In DataJoint, all data other than blobs can be used in searches and categorization. These fields may originate from manual annotations, preprocessing, or analyses just as easily as from recordings or behavioral performance. Since "metadata" in the neuroscience sense are not distinguished from any other data in a pipeline, DataJoint avoids the term entirely. Instead, DataJoint differentiates data into data tiers.

Glossary

We've taken careful consideration to use consistent terminology.

Term Definition
DAG directed acyclic graph (DAG) is a set of nodes and connected with a set of directed edges that form no cycles. This means that there is never a path back to a node after passing through it by following the directed edges. Formal workflow management systems represent workflows in the form of DAGs.
data pipeline A sequence of data transformation steps from data sources through multiple intermediate structures.

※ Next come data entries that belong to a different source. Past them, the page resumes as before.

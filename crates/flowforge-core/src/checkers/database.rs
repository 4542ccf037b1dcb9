//! Database migration rules.

use crate::domain::{Finding, RuleResult, StagedFile};

use super::{CheckInput, Checker, CheckerKind, Tally, Wording};

const MIGRATION_DIRS: &[&str] = &["migrations", "migration", "migrate"];
const DB_DOC_DIRS: &[&str] = &["documentation/database/", "docs/database/"];

/// SQL file inside a migrations directory.
pub fn is_migration(file: &StagedFile) -> bool {
    file.extension() == Some("sql")
        && file
            .dir()
            .split('/')
            .any(|segment| MIGRATION_DIRS.contains(&segment))
}

fn is_schema_file(file: &StagedFile) -> bool {
    is_migration(file) || (file.extension() == Some("sql") && file.file_name() == "schema.sql")
}

fn line_of(content: &str, offset: usize) -> u32 {
    content[..offset].matches('\n').count() as u32 + 1
}

/// Rule 10: schema changes are mirrored in the database documentation.
#[derive(Debug, Clone, Copy, Default)]
pub struct DbConsistency;

impl Checker for DbConsistency {
    fn kind(&self) -> CheckerKind {
        CheckerKind::DbConsistency
    }

    fn check(&self, input: &CheckInput<'_>) -> RuleResult {
        let mut tally = Tally::default();
        let documented = input
            .changeset
            .live_files()
            .any(|f| DB_DOC_DIRS.iter().any(|d| f.path.starts_with(d)));

        if !documented {
            for file in input.changeset.live_files().filter(|f| is_migration(f)) {
                tally.warn(Finding::at(
                    &file.path,
                    "migration staged without a documentation/database/ update",
                ));
            }
        }

        tally.finish(
            self.kind(),
            Wording {
                pass: "database documentation consistent with migrations",
                block: "database documentation out of date",
                warn: "migrations without database documentation",
                fix: "Describe the schema change under documentation/database/".to_string(),
            },
        )
    }
}

/// Rule 19: destructive migrations carry a rollback.
#[derive(Debug, Clone, Copy, Default)]
pub struct DbChangeProtocol;

fn has_rollback_section(content: &str) -> bool {
    static_regex!(r"(?im)^\s*--\s*(?:\+migrate\s+)?(?:down|rollback)\b").is_match(content)
}

/// Paired `*.down.sql` for an `*.up.sql` migration.
fn down_companion(file: &StagedFile) -> Option<String> {
    let stem = file.path.strip_suffix(".up.sql")?;
    Some(format!("{stem}.down.sql"))
}

impl Checker for DbChangeProtocol {
    fn kind(&self) -> CheckerKind {
        CheckerKind::DbChangeProtocol
    }

    fn check(&self, input: &CheckInput<'_>) -> RuleResult {
        let mut tally = Tally::default();
        let destructive = static_regex!(r"(?i)\b(?:DROP\s+TABLE|DROP\s+COLUMN|TRUNCATE)\b");

        for file in input.changeset.live_files() {
            if !is_migration(file) || file.path.ends_with(".down.sql") {
                continue;
            }
            let Some(content) = file.content.as_deref() else {
                continue;
            };
            let Some(hit) = destructive.find(content) else {
                continue;
            };

            let companion = down_companion(file).is_some_and(|down| {
                match input.changeset.get(&down) {
                    Some(staged) => !staged.is_deleted(),
                    None => input.workspace.is_file(&down),
                }
            });
            if !has_rollback_section(content) && !companion {
                tally.block(Finding::at_line(
                    &file.path,
                    line_of(content, hit.start()),
                    format!("destructive statement '{}' without a rollback", hit.as_str()),
                ));
            }
        }

        tally.finish(
            self.kind(),
            Wording {
                pass: "destructive migrations are reversible",
                block: "destructive migrations without rollback",
                warn: "destructive migrations without rollback",
                fix: "Add a '-- down' (or '-- rollback') section that restores the dropped data or structure"
                    .to_string(),
            },
        )
    }
}

/// Rule 32: table conventions for new tables.
#[derive(Debug, Clone)]
pub struct DbStandards {
    required_columns: Vec<String>,
}

impl DbStandards {
    pub fn new() -> Self {
        Self::with_required_columns(&["created_at", "updated_at"])
    }

    pub fn with_required_columns(columns: &[&str]) -> Self {
        Self {
            required_columns: columns.iter().map(|c| c.to_ascii_lowercase()).collect(),
        }
    }
}

impl Default for DbStandards {
    fn default() -> Self {
        Self::new()
    }
}

/// A `CREATE TABLE` statement: line, table name, column list.
#[derive(Debug, Clone, PartialEq, Eq)]
pub struct TableDefinition {
    pub line: u32,
    pub name: String,
    pub body: String,
}

/// Extract `CREATE TABLE` statements, matching parentheses so column types
/// like `VARCHAR(255)` stay inside the body.
pub fn table_definitions(content: &str) -> Vec<TableDefinition> {
    let head = static_regex!(
        r#"(?i)\bCREATE\s+TABLE\s+(?:IF\s+NOT\s+EXISTS\s+)?(?:[`"\[]?\w+[`"\]]?\.)?[`"\[]?([A-Za-z_]\w*)[`"\]]?\s*\("#
    );

    let mut tables = Vec::new();
    for caps in head.captures_iter(content) {
        let (Some(whole), Some(name)) = (caps.get(0), caps.get(1)) else {
            continue;
        };
        let mut depth = 1usize;
        let mut end = None;
        for (offset, ch) in content[whole.end()..].char_indices() {
            match ch {
                '(' => depth += 1,
                ')' => {
                    depth -= 1;
                    if depth == 0 {
                        end = Some(whole.end() + offset);
                        break;
                    }
                }
                _ => {}
            }
        }
        let body_end = end.unwrap_or(content.len());
        tables.push(TableDefinition {
            line: line_of(content, whole.start()),
            name: name.as_str().to_string(),
            body: content[whole.end()..body_end].to_string(),
        });
    }
    tables
}

fn declares_column(body: &str, column: &str) -> bool {
    body.split(|c: char| !(c.is_ascii_alphanumeric() || c == '_'))
        .any(|word| word.eq_ignore_ascii_case(column))
}

impl Checker for DbStandards {
    fn kind(&self) -> CheckerKind {
        CheckerKind::DbStandards
    }

    fn check(&self, input: &CheckInput<'_>) -> RuleResult {
        let mut tally = Tally::default();

        for file in input.changeset.live_files() {
            if !is_schema_file(file) || file.path.ends_with(".down.sql") {
                continue;
            }
            let Some(content) = file.content.as_deref() else {
                continue;
            };

            for table in table_definitions(content) {
                let missing: Vec<&str> = self
                    .required_columns
                    .iter()
                    .map(String::as_str)
                    .filter(|column| !declares_column(&table.body, column))
                    .collect();
                if !missing.is_empty() {
                    tally.block(Finding::at_line(
                        &file.path,
                        table.line,
                        format!("table '{}' is missing {}", table.name, missing.join(", ")),
                    ));
                }
                if !static_regex!(r"^[a-z][a-z0-9_]*$").is_match(&table.name) {
                    tally.warn(Finding::at_line(
                        &file.path,
                        table.line,
                        format!("table name '{}' is not snake_case", table.name),
                    ));
                }
            }
        }

        tally.finish(
            self.kind(),
            Wording {
                pass: "new tables follow database standards",
                block: "new tables missing required columns",
                warn: "table names break naming standards",
                fix: format!(
                    "Declare {} on every table and use snake_case table names",
                    self.required_columns.join(", ")
                ),
            },
        )
    }
}

#[cfg(test)]
mod tests {
    use super::*;
    use crate::checkers::test_support::Fixture;
    use crate::domain::{Changeset, Severity};
    use crate::workspace::MemoryWorkspace;

    fn fixture(files: Vec<StagedFile>) -> Fixture {
        Fixture::new(Changeset::new(files))
    }

    #[test]
    fn test_migration_detection() {
        assert!(is_migration(&StagedFile::added("db/migrations/001_init.sql", "")));
        assert!(is_migration(&StagedFile::added("migrations/001_init.sql", "")));
        assert!(!is_migration(&StagedFile::added("scripts/seed.sql", "")));
        assert!(!is_migration(&StagedFile::added("migrations/README.md", "")));
    }

    #[test]
    fn test_migration_without_db_docs_warns() {
        let fx = fixture(vec![StagedFile::added("migrations/002_orders.sql", "SELECT 1;\n")]);
        assert_eq!(DbConsistency.check(&fx.input()).severity, Severity::Warn);

        let fx = fixture(vec![
            StagedFile::added("migrations/002_orders.sql", "SELECT 1;\n"),
            StagedFile::added("documentation/database/orders.md", "# Orders\n"),
        ]);
        assert_eq!(DbConsistency.check(&fx.input()).severity, Severity::Pass);
    }

    #[test]
    fn test_destructive_migration_requires_rollback() {
        let fx = fixture(vec![StagedFile::added(
            "migrations/003_drop_legacy.sql",
            "-- up\nDROP TABLE legacy_orders;\n",
        )]);
        let result = DbChangeProtocol.check(&fx.input());
        assert!(result.is_block());
        assert_eq!(result.findings[0].line, Some(2));

        let fx = fixture(vec![StagedFile::added(
            "migrations/003_drop_legacy.sql",
            "-- up\nALTER TABLE orders DROP COLUMN note;\n\n-- down\nALTER TABLE orders ADD COLUMN note TEXT;\n",
        )]);
        assert_eq!(DbChangeProtocol.check(&fx.input()).severity, Severity::Pass);
    }

    #[test]
    fn test_down_companion_file_counts_as_rollback() {
        let mut fx = fixture(vec![StagedFile::added(
            "migrations/004_trim.up.sql",
            "TRUNCATE audit_events;\n",
        )]);
        assert!(DbChangeProtocol.check(&fx.input()).is_block());

        fx.workspace = MemoryWorkspace::new().with_file("migrations/004_trim.down.sql", "");
        assert_eq!(DbChangeProtocol.check(&fx.input()).severity, Severity::Pass);
    }

    #[test]
    fn test_table_definitions_keep_nested_parentheses() {
        let sql = "CREATE TABLE IF NOT EXISTS public.orders (\n  id SERIAL PRIMARY KEY,\n  note VARCHAR(255),\n  created_at TIMESTAMP\n);\n";
        let tables = table_definitions(sql);
        assert_eq!(tables.len(), 1);
        assert_eq!(tables[0].name, "orders");
        assert!(tables[0].body.contains("created_at"));
    }

    #[test]
    fn test_tables_need_timestamps() {
        let fx = fixture(vec![StagedFile::added(
            "migrations/005_orders.sql",
            "CREATE TABLE orders (\n  id INTEGER PRIMARY KEY,\n  created_at TEXT\n);\n",
        )]);
        let result = DbStandards::new().check(&fx.input());
        assert!(result.is_block());
        assert!(result.findings[0].detail.contains("updated_at"));
        assert!(!result.findings[0].detail.contains("created_at"));
    }

    #[test]
    fn test_non_snake_case_table_warns() {
        let fx = fixture(vec![StagedFile::added(
            "migrations/006_items.sql",
            "CREATE TABLE OrderItems (id INT, created_at TEXT, updated_at TEXT);\n",
        )]);
        let result = DbStandards::new().check(&fx.input());
        assert_eq!(result.severity, Severity::Warn);
        assert!(result.findings[0].detail.contains("OrderItems"));
    }
}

More generally, a data pipeline is a directed acyclic graph. In DataJoint, each step is represented by a table in a relational database.
DataJoint a software framework for database programming directly from matlab and python. Thanks to its support of automated computational dependencies, DataJoint serves as a workflow management system.
DataJoint Elements software modules implementing portions of experiment workflows designed for ease of integration into diverse custom workflows.
DataJoint pipeline the data schemas and transformations underlying a DataJoint workflow. DataJoint allows defining code that specifies both the workflow and the data pipeline, and we have used the words "pipeline" and "workflow" almost interchangeably.
DataJoint schema a software module implementing a portion of an experiment workflow. Includes database table definitions, dependencies, and associated computations.
foreign key a field that is linked to another table's primary key.
primary key the subset of table attributes that uniquely identify each entity in the table.
secondray attribute any field in a table not in the primary key.
workflow a formal representation of the steps for executing an experiment from data collection to analysis. Also the software configured for performing these steps. A typical workflow is composed of tables with inter-dependencies and processes to compute and insert data into the tables.